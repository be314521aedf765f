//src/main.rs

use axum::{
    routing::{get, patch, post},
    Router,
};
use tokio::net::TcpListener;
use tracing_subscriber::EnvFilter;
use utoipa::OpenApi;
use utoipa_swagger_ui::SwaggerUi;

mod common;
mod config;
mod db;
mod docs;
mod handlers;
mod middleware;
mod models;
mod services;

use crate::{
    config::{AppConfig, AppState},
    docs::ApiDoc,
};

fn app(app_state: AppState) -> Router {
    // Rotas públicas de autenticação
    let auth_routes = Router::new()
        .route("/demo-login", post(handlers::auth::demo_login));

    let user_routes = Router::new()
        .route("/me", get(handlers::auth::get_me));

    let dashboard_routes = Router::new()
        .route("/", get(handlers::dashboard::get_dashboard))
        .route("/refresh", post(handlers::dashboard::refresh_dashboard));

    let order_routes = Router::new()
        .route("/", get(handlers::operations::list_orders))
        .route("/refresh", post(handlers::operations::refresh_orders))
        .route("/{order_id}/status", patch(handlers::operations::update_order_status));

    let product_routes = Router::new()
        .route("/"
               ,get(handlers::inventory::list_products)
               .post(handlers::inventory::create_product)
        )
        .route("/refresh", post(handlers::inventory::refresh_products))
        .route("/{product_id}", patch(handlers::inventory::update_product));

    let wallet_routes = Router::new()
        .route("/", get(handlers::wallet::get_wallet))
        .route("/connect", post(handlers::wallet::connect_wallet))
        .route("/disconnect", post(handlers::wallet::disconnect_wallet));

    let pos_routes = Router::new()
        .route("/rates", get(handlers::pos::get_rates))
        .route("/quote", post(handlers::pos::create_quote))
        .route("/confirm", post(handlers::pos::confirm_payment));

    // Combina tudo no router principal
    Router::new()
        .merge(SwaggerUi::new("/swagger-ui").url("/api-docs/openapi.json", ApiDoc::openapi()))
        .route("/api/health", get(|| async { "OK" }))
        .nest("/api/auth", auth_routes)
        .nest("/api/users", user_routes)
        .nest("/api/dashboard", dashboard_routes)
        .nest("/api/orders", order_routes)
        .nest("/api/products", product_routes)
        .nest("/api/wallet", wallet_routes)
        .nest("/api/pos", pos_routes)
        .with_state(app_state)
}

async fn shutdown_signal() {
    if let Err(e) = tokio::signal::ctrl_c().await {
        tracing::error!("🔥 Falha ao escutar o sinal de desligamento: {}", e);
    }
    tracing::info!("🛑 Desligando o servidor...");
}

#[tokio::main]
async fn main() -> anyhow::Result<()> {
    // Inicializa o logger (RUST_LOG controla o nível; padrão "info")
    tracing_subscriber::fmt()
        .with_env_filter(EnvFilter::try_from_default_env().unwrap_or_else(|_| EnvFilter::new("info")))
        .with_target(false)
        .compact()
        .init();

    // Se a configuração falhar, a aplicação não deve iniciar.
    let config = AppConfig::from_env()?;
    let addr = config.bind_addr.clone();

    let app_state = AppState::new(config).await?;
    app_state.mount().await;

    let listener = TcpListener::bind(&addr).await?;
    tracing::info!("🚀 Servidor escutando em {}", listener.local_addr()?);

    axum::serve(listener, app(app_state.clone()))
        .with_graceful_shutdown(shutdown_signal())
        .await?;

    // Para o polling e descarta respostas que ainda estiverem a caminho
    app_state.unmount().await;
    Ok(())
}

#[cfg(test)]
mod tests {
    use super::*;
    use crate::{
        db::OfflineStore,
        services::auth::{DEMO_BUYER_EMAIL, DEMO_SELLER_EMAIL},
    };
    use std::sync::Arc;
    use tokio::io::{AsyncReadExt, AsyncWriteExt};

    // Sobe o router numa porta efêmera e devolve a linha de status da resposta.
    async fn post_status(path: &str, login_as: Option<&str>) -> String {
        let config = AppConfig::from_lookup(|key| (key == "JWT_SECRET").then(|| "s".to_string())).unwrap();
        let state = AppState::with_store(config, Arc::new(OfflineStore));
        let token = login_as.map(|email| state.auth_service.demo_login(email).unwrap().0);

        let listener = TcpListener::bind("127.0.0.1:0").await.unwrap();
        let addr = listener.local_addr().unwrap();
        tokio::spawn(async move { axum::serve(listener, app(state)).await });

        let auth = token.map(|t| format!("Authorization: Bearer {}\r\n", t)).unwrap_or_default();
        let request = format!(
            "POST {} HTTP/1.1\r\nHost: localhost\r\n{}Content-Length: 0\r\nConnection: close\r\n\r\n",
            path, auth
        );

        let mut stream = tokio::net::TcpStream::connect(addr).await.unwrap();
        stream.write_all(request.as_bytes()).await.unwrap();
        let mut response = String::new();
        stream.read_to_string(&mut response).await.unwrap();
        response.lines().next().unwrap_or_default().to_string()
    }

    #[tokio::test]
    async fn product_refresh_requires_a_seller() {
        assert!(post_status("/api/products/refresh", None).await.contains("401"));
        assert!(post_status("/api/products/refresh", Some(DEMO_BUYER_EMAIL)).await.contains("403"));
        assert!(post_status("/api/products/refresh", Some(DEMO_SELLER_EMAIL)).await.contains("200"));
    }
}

━━━━━━━━━━━━━━━━━━━━

Copy each line of the data that contains the word "AppState".

    config::{AppConfig, AppState},
fn app(app_state: AppState) -> Router {
    let app_state = AppState::new(config).await?;
        let state = AppState::with_store(config, Arc::new(OfflineStore));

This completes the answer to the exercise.